La magistrate Razia Jannoo-Jaunbocus, siégeant en Cour de Flacq, a décidé d’acquitter un homme accusé d’avoir agressé un certain Jawahir avec l’aide de son frère devant une boutique à Mare La Chaux. L’absence de formulaire 58 et une version crédible de l’accusé auraient joué en sa faveur.
Il est reproché à l’accusé d’avoir agressé Jawahir devant une boutique à Mare La Chaux. L’accusé serait sorti de sa voiture en compagnie de son frère et tous deux auraient asséné des coups à leur présumée victime. L’accusé devait toutefois plaider non coupable des accusations. Selon la version du plaignant, l’accusé aurait arrêté sa voiture à sa proximité et aurait commencé à lui lancer « des mots désobligeants ». L’accusé l’aurait par la suite frappé au visage, suivi par son frère, qui aurait fait de même en lui assenant un coup à l’épaule droite avec le rétroviseur. Le plaignant a toutefois admis ne pas avoir été blessé lors de cette « agression ».

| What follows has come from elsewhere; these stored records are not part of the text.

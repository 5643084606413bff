//! Persistence port for users, organizations and memberships.
//!
//! Adapters live in `orgguard-infra`. Owner-affecting membership writes and
//! parent changes must be atomic inside the adapter: the count-and-compare (or
//! cycle re-check) and the write happen under one lock or transaction.

use std::sync::Arc;

use chrono::{DateTime, Utc};
use thiserror::Error;

use orgguard_core::{MembershipId, OrganizationId, UserId};

use crate::authorize::AuthzError;
use crate::membership::Membership;
use crate::organization::Organization;
use crate::user::User;

#[derive(Debug, Error, Clone, PartialEq, Eq)]
pub enum StoreError {
    #[error("{0} not found")]
    NotFound(&'static str),

    /// A uniqueness constraint would be broken.
    #[error("conflict: {0}")]
    Conflict(String),

    /// The write would break an authorization invariant (last owner, hierarchy cycle).
    #[error("write rejected: {0}")]
    Rejected(AuthzError),

    #[error("storage backend failure: {0}")]
    Backend(String),
}

#[async_trait::async_trait]
pub trait DirectoryStore: Send + Sync {
    // Users

    async fn user(&self, id: UserId) -> Result<Option<User>, StoreError>;

    async fn user_by_external_id(&self, external_id: &str) -> Result<Option<User>, StoreError>;

    /// `Conflict` when the external id is already registered.
    async fn insert_user(&self, user: User) -> Result<(), StoreError>;

    // Organizations

    /// Any organization, including inactive or soft-deleted ones.
    async fn organization(&self, id: OrganizationId) -> Result<Option<Organization>, StoreError>;

    /// Any organization by slug, including inactive or soft-deleted ones.
    async fn organization_by_slug(&self, slug: &str) -> Result<Option<Organization>, StoreError>;

    async fn slug_exists(&self, slug: &str) -> Result<bool, StoreError>;

    /// Direct children that are not soft-deleted.
    async fn children(&self, id: OrganizationId) -> Result<Vec<Organization>, StoreError>;

    /// Insert an organization together with its founding owner membership.
    ///
    /// `Conflict` when the slug is taken.
    async fn insert_organization(
        &self,
        organization: Organization,
        founding_owner: Membership,
    ) -> Result<(), StoreError>;

    async fn update_organization(&self, organization: Organization) -> Result<(), StoreError>;

    /// Move `id` under `parent` (or to the root).
    ///
    /// Re-checks for cycles and depth atomically with the write, walking at most
    /// `max_depth` levels. `Rejected(HierarchyCycle)` when the move would close a
    /// loop, `Rejected(HierarchyDepthExceeded)` when the moved subtree would end
    /// up more than `max_depth` levels deep.
    async fn set_parent(
        &self,
        id: OrganizationId,
        parent: Option<OrganizationId>,
        max_depth: usize,
        now: DateTime<Utc>,
    ) -> Result<Organization, StoreError>;

    /// Soft-delete every listed organization in one write; nothing is written
    /// when any id is unknown.
    async fn soft_delete_organizations(&self, ids: &[OrganizationId], now: DateTime<Utc>) -> Result<(), StoreError>;

    // Memberships

    async fn membership(&self, id: MembershipId) -> Result<Option<Membership>, StoreError>;

    async fn membership_for(
        &self,
        user_id: UserId,
        organization_id: OrganizationId,
    ) -> Result<Option<Membership>, StoreError>;

    async fn memberships_of_user(&self, user_id: UserId) -> Result<Vec<Membership>, StoreError>;

    async fn memberships_of_organization(
        &self,
        organization_id: OrganizationId,
    ) -> Result<Vec<Membership>, StoreError>;

    /// `Conflict` when the `(user, organization)` pair already has a row.
    async fn insert_membership(&self, membership: Membership) -> Result<(), StoreError>;

    /// Replace a membership row, keeping at least one active owner.
    ///
    /// `Rejected(LastOwnerViolation)` when the write would demote or deactivate
    /// the organization's only active owner.
    async fn update_membership(&self, membership: Membership) -> Result<(), StoreError>;

    /// Delete a membership row, keeping at least one active owner.
    async fn delete_membership(&self, id: MembershipId) -> Result<Membership, StoreError>;

    /// Best-effort `last_access_at` stamp.
    async fn touch_membership(&self, id: MembershipId, at: DateTime<Utc>) -> Result<(), StoreError>;
}

#[async_trait::async_trait]
impl<S: DirectoryStore + ?Sized> DirectoryStore for Arc<S> {
    async fn user(&self, id: UserId) -> Result<Option<User>, StoreError> {
        (**self).user(id).await
    }

    async fn user_by_external_id(&self, external_id: &str) -> Result<Option<User>, StoreError> {
        (**self).user_by_external_id(external_id).await
    }

    async fn insert_user(&self, user: User) -> Result<(), StoreError> {
        (**self).insert_user(user).await
    }

    async fn organization(&self, id: OrganizationId) -> Result<Option<Organization>, StoreError> {
        (**self).organization(id).await
    }

    async fn organization_by_slug(&self, slug: &str) -> Result<Option<Organization>, StoreError> {
        (**self).organization_by_slug(slug).await
    }

    async fn slug_exists(&self, slug: &str) -> Result<bool, StoreError> {
        (**self).slug_exists(slug).await
    }

    async fn children(&self, id: OrganizationId) -> Result<Vec<Organization>, StoreError> {
        (**self).children(id).await
    }

    async fn insert_organization(
        &self,
        organization: Organization,
        founding_owner: Membership,
    ) -> Result<(), StoreError> {
        (**self).insert_organization(organization, founding_owner).await
    }

    async fn update_organization(&self, organization: Organization) -> Result<(), StoreError> {
        (**self).update_organization(organization).await
    }

    async fn set_parent(
        &self,
        id: OrganizationId,
        parent: Option<OrganizationId>,
        max_depth: usize,
        now: DateTime<Utc>,
    ) -> Result<Organization, StoreError> {
        (**self).set_parent(id, parent, max_depth, now).await
    }

    async fn soft_delete_organizations(&self, ids: &[OrganizationId], now: DateTime<Utc>) -> Result<(), StoreError> {
        (**self).soft_delete_organizations(ids, now).await
    }

    async fn membership(&self, id: MembershipId) -> Result<Option<Membership>, StoreError> {
        (**self).membership(id).await
    }

    async fn membership_for(
        &self,
        user_id: UserId,
        organization_id: OrganizationId,
    ) -> Result<Option<Membership>, StoreError> {
        (**self).membership_for(user_id, organization_id).await
    }

    async fn memberships_of_user(&self, user_id: UserId) -> Result<Vec<Membership>, StoreError> {
        (**self).memberships_of_user(user_id).await
    }

    async fn memberships_of_organization(
        &self,
        organization_id: OrganizationId,
    ) -> Result<Vec<Membership>, StoreError> {
        (**self).memberships_of_organization(organization_id).await
    }

    async fn insert_membership(&self, membership: Membership) -> Result<(), StoreError> {
        (**self).insert_membership(membership).await
    }

    async fn update_membership(&self, membership: Membership) -> Result<(), StoreError> {
        (**self).update_membership(membership).await
    }

    async fn delete_membership(&self, id: MembershipId) -> Result<Membership, StoreError> {
        (**self).delete_membership(id).await
    }

    async fn touch_membership(&self, id: MembershipId, at: DateTime<Utc>) -> Result<(), StoreError> {
        (**self).touch_membership(id, at).await
    }
}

L’accusé, pour sa part, devait nier cette version, soutenant qu’il n’était pas présent au moment des faits allégués. En outre, souffrant d’un problème d’articulation, il n’aurait pas pu, soutient-il, agresser la présumée victime avec sa main gauche, comme cette dernière l’a prétendu. L’homme précise qu’il travaillait comme “messenger” au moment des faits et qu’il cumulait les petits boulots car ne pouvant pas se servir correctement de sa main gauche.
Dans son jugement, la magistrate a pris en considération le fait que l’accusé et le plaignant n’étaient pas en bons termes et que plusieurs cas avaient été rapportés à la police concernant le plaignant et le père de l’accusé. Selon l’accusé, le plaignant aurait consigné de fausses déclarations contre lui car il lui avait demandé d’éviter de « causer des problèmes » à son père, qui était alors souffrant. De plus, la magistrate devait noter l’absence de formulaire 58 pouvant attester des coups subis par le plaignant. La juge a ainsi accordé le bénéfice du doute à l’accusé.